[RECORDED INFORMATION]
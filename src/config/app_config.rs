use serde::Deserialize;

use crate::infrastructure::storage::StorageConfig;
use crate::infrastructure::user::MIN_TOKEN_BYTES;

/// Application configuration
#[derive(Debug, Clone, Default, Deserialize)]
#[serde(default)]
pub struct AppConfig {
    pub logging: LoggingConfig,
    pub storage: StorageConfig,
    pub security: SecurityConfig,
}

#[derive(Debug, Clone, Deserialize)]
#[serde(default)]
pub struct LoggingConfig {
    pub level: String,
    pub format: LogFormat,
}

#[derive(Debug, Clone, Deserialize, Default)]
#[serde(rename_all = "lowercase")]
pub enum LogFormat {
    #[default]
    Pretty,
    Json,
}

#[derive(Debug, Clone, Deserialize)]
#[serde(default)]
pub struct SecurityConfig {
    /// Random bytes per remember token
    pub remember_token_bytes: usize,
}

impl Default for LoggingConfig {
    fn default() -> Self {
        Self {
            level: "info".to_string(),
            format: LogFormat::default(),
        }
    }
}

impl Default for SecurityConfig {
    fn default() -> Self {
        Self {
            remember_token_bytes: 32,
        }
    }
}

impl AppConfig {
    /// Load `config/default`, `config/local`, then `APP__*` variables
    pub fn load() -> Result<Self, config::ConfigError> {
        let config = config::Config::builder()
            .add_source(config::File::with_name("config/default").required(false))
            .add_source(config::File::with_name("config/local").required(false))
            .add_source(
                config::Environment::with_prefix("APP")
                    .separator("__")
                    .try_parsing(true),
            )
            .build()?;

        config.try_deserialize::<Self>()?.validate()
    }

    /// Reject settings the services cannot run safely with
    pub fn validate(self) -> Result<Self, config::ConfigError> {
        if self.security.remember_token_bytes < MIN_TOKEN_BYTES {
            return Err(config::ConfigError::Message(format!(
                "security.remember_token_bytes must be at least {}, got {}",
                MIN_TOKEN_BYTES, self.security.remember_token_bytes
            )));
        }

        Ok(self)
    }
}

#[cfg(test)]
mod tests {
    use super::*;
    use crate::infrastructure::storage::StorageType;

    #[test]
    fn test_defaults() {
        let config = AppConfig::default();

        assert_eq!(config.logging.level, "info");
        assert!(matches!(config.logging.format, LogFormat::Pretty));
        assert_eq!(config.storage.backend, StorageType::Memory);
        assert_eq!(config.security.remember_token_bytes, 32);
    }

    #[test]
    fn test_deserialize_partial_toml() {
        let source = r#"
            [logging]
            format = "json"

            [storage]
            backend = "postgres"

            [storage.postgres]
            url = "postgres://db/accounts"
            max_connections = 4
        "#;

        let config: AppConfig = config::Config::builder()
            .add_source(config::File::from_str(source, config::FileFormat::Toml))
            .build()
            .unwrap()
            .try_deserialize()
            .unwrap();

        assert_eq!(config.logging.level, "info");
        assert!(matches!(config.logging.format, LogFormat::Json));
        assert_eq!(config.storage.backend, StorageType::Postgres);
        assert_eq!(config.storage.postgres.url, "postgres://db/accounts");
        assert_eq!(config.storage.postgres.max_connections, 4);
        assert_eq!(config.storage.postgres.min_connections, 1);
    }

    #[test]
    fn test_rejects_short_remember_tokens() {
        let source = r#"
            [security]
            remember_token_bytes = 0
        "#;

        let config: AppConfig = config::Config::builder()
            .add_source(config::File::from_str(source, config::FileFormat::Toml))
            .build()
            .unwrap()
            .try_deserialize()
            .unwrap();

        let err = config.validate().unwrap_err();
        assert!(err.to_string().contains("remember_token_bytes"));

        assert!(AppConfig::default().validate().is_ok());
    }
}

[TO DO] The lines from the first of the entries through the line holding "#[derive(Debug, Clone, Default, Deserialize)]" are to be restated word for word, and no others.

[TASK SOLUTION]
filename src/config/app_config.rs
use serde::Deserialize;

use crate::infrastructure::storage::StorageConfig;
use crate::infrastructure::user::MIN_TOKEN_BYTES;

/// Application configuration
#[derive(Debug, Clone, Default, Deserialize)]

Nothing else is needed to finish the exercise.